Flipflop is made up of two latches , hence by using FF instead of latches leads to increase in area and power consumption of ICG. By far the most important: Now the enable input is captured on the falling edge of the clock in the previous cycle. Therefore, whatever logic is generating it has to do so within half a clock cycle. Using a FF, the logic was able to take the whole clock cycle (minus the setup time) to calculate the enable (because “next cycle’s enable” is allowed to change all the way up to the rising clock edge), but now it’s only got half a clock cycle.
ICG timing is characterized in Library and used as an IP just like any std.cell. Hence instead of using latch and an AND gate, ICG is used directly. Similar Eg. BUFFER. Please correct me if my ans. needs correction.
Hi Mahantesh, ICG placement near source is good for power saving point of view but it has some issue too. And placing ICG near the sink has its own benefit. so people use both options. Kindly try to list out pros and cons in both the cases
@@TeamVLSI Sir, by placing ICG near source point, if the ICG has no two branch which switch ON and OFF differently then it works good. But if there are two or more branches which need not switch ON or OFF at same time, then placing one each ICG cell near destination domain will be feasible.
It may be useful for you guys, I am just posting
After clock tree synthesis(CTS), many timing paths that end at clock gate/ICG enable
pins appear. Why didn't these paths get fixed in placement, and how can I handle them?
After clock tree synthesis, clock gates becoming critical because, by default, at placement level, they
have the same latency applied to their clock pin arrival times as do the register
clock pins. Once a clock tree is constructed, the clock gates will be in the
of the clock tree, not at the leaf. Therefore, the clock arrival
times are seen to be earlier than that at the clock leaf pins, and timing is impacted.
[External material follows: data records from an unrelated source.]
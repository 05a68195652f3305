//! Telemetry reported by the running workload.

use base64::Engine;
use base64::engine::general_purpose::STANDARD;
use chrono::{DateTime, Utc};
use rust_decimal::Decimal;
use tracing::{debug, info};
use uuid::Uuid;

use crate::domain::{Job, JobId, JobStatus, LogEntry, ScanArchive};
use crate::error::{BitorError, Result};
use crate::ports::JobEvent;

use super::controller::{ScanLifecycleController, apply_status};

/// Archive upload reported by a finished workload.
#[derive(Clone, Debug)]
pub struct ArchiveReport {
    pub job_id: JobId,
    pub client_id: String,
    pub provider_id: String,
    pub full_path: String,
    pub small_path: String,
}

fn decode_base64(encoded: &str, what: &str) -> Result<Vec<u8>> {
    if encoded.is_empty() {
        return Err(BitorError::validation(format!("{what} are required")));
    }
    STANDARD
        .decode(encoded.trim())
        .map_err(|_| BitorError::validation(format!("Failed to decode {what}")))
}

fn parse_time(value: &str, field: &str) -> Result<DateTime<Utc>> {
    DateTime::parse_from_rfc3339(value.trim())
        .map(|time| time.with_timezone(&Utc))
        .map_err(|_| BitorError::validation(format!("Invalid {field} format")))
}

fn parse_window(
    start: &str,
    stop: Option<&str>,
) -> Result<(DateTime<Utc>, Option<DateTime<Utc>>)> {
    let start = parse_time(start, "start time")?;
    let stop = match stop.filter(|stop| !stop.trim().is_empty()) {
        Some(stop) => Some(parse_time(stop, "stop time")?),
        None => None,
    };
    Ok((start, stop))
}

impl ScanLifecycleController {
    /// Whether `token` is the job's callback secret. Jobs that were never
    /// generated accept no token.
    pub async fn verify_callback_token(
        &self,
        id: JobId,
        token: &str,
    ) -> Result<bool> {
        let job = self.jobs.get_job(id).await?;
        Ok(job
            .ephemeral_secret
            .as_ref()
            .is_some_and(|secret| secret.matches(token)))
    }

    /// Status reported by the workload. Re-reporting the current status is
    /// a no-op; anything off the transition graph is a conflict.
    pub async fn update_status(&self, id: JobId, next: JobStatus) -> Result<Job> {
        let now = self.now();
        let mut changed = false;
        let job = self
            .modify(id, |job| {
                if job.status == next {
                    return Ok(());
                }
                job.status.ensure_transition(next)?;
                apply_status(job, next, now);
                changed = true;
                Ok(())
            })
            .await?;

        if changed {
            info!(job_id = %id, status = %next, "scan status reported");
            match next {
                JobStatus::Finished => {
                    self.notify(JobEvent::ScanFinished {
                        job_id: id,
                        name: job.name.clone(),
                    })
                    .await;
                }
                JobStatus::Failed => {
                    self.notify(JobEvent::ScanFailed {
                        job_id: id,
                        name: job.name.clone(),
                        reason: "reported by scan workload".to_string(),
                    })
                    .await;
                }
                _ => {}
            }
        }
        Ok(job)
    }

    /// Appends a base64 encoded chunk of remote output as one entry.
    pub async fn append_remote_log(&self, id: JobId, logs_b64: &str) -> Result<()> {
        let decoded = decode_base64(logs_b64, "logs")?;
        self.jobs.get_job(id).await?;
        let content = String::from_utf8_lossy(&decoded).into_owned();
        debug!(job_id = %id, bytes = decoded.len(), "appending remote log chunk");
        self.append_log(id, [LogEntry::stdout(content)]).await
    }

    /// Replaces the skipped hosts with the newline separated list in
    /// `logs_b64`.
    pub async fn update_skipped_hosts(
        &self,
        id: JobId,
        logs_b64: &str,
    ) -> Result<Job> {
        let decoded = decode_base64(logs_b64, "logs")?;
        let hosts: Vec<String> = String::from_utf8_lossy(&decoded)
            .split('\n')
            .filter(|line| !line.is_empty())
            .map(str::to_string)
            .collect();
        self.modify(id, |job| {
            job.skipped_hosts = hosts;
            Ok(())
        })
        .await
    }

    pub async fn update_vm_times(
        &self,
        id: JobId,
        start: &str,
        stop: Option<&str>,
    ) -> Result<Job> {
        let (start, stop) = parse_window(start, stop)?;
        self.modify(id, |job| {
            job.vm_start_time = Some(start);
            if let Some(stop) = stop {
                job.vm_stop_time = Some(stop);
            }
            Ok(())
        })
        .await
    }

    /// Start and stop of the scanner itself, distinct from the VM.
    pub async fn update_nuclei_times(
        &self,
        id: JobId,
        start: &str,
        stop: Option<&str>,
    ) -> Result<Job> {
        let (start, stop) = parse_window(start, stop)?;
        self.modify(id, |job| {
            job.scan_start_time = Some(start);
            if let Some(stop) = stop {
                job.scan_stop_time = Some(stop);
            }
            Ok(())
        })
        .await
    }

    pub async fn update_ip(&self, id: JobId, ip_address: &str) -> Result<Job> {
        let ip_address = ip_address.trim();
        if ip_address.is_empty() {
            return Err(BitorError::validation("IP address is required"));
        }
        let ip_address = ip_address.to_string();
        self.modify(id, |job| {
            job.ip_address = Some(ip_address);
            Ok(())
        })
        .await
    }

    /// Prices the window the workload reports. Returns `None` when the job
    /// already has a cost.
    pub async fn update_cost(
        &self,
        id: JobId,
        start: &str,
        end: &str,
        vm_size: &str,
    ) -> Result<Option<Decimal>> {
        if vm_size.trim().is_empty() {
            return Err(BitorError::validation("All fields are required"));
        }
        let start = parse_time(start, "start time")?;
        let end = parse_time(end, "end time")?;
        self.accountant.settle(id, start, end, vm_size.trim()).await
    }

    pub async fn record_archive(&self, report: ArchiveReport) -> Result<ScanArchive> {
        let required = [
            &report.client_id,
            &report.provider_id,
            &report.full_path,
            &report.small_path,
        ];
        if required.iter().any(|field| field.trim().is_empty()) {
            return Err(BitorError::validation("All fields are required"));
        }
        self.jobs.get_job(report.job_id).await?;

        let archive = ScanArchive {
            id: Uuid::now_v7().to_string(),
            job_id: report.job_id,
            client_id: report.client_id,
            provider_id: report.provider_id,
            full_path: report.full_path,
            small_path: report.small_path,
            created: self.now(),
        };
        self.records.insert_archive(&archive).await?;
        info!(job_id = %archive.job_id, archive_id = %archive.id, "scan archive recorded");
        Ok(archive)
    }
}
The following shows a simple example:
* Pre-CTS, the register pins and clock pins of clock gates see a clock latency
of 0ns which models the same arrival time for both.
* Post-CTS, the clock gates are now halfway through the tree and see a latency
of 800ps. However, all registers see a 1.5ns arrival time for their clock pins
since they are at the leaf level of the tree.
* Any paths from a register to a clock gate now see the difference in clock
arrival times, and the pre-CTS slack is degraded by 700ps(1.5ns - 800ps).
Since the clock gate is supposed to be at the intermediate point to allow
the shut-down portions of the clock tree, it is not correct to assume the
clock pins of clock gates should be balanced with the registers.
These paths can be addressed in the following ways:
First, examine how far down these ICGs lie in the clock tree for post-CTS.
Whether they are near the root of the clock tree or the clock pins of the
flops can influence how you handle them.
* If the clock gates are roughly halfway down the clock tree, you might get
the benefit by splitting (replicating) the clock gate. Splitting the clock
gate creates parallel copies of the original driver, resulting more clock gate
drivers with fewer loads per driver. If the splitting is done for pre-CTS,
then we effectively push the clock gate further down the clock tree, increasing
power but improving enable timing. See the split_clock_net command.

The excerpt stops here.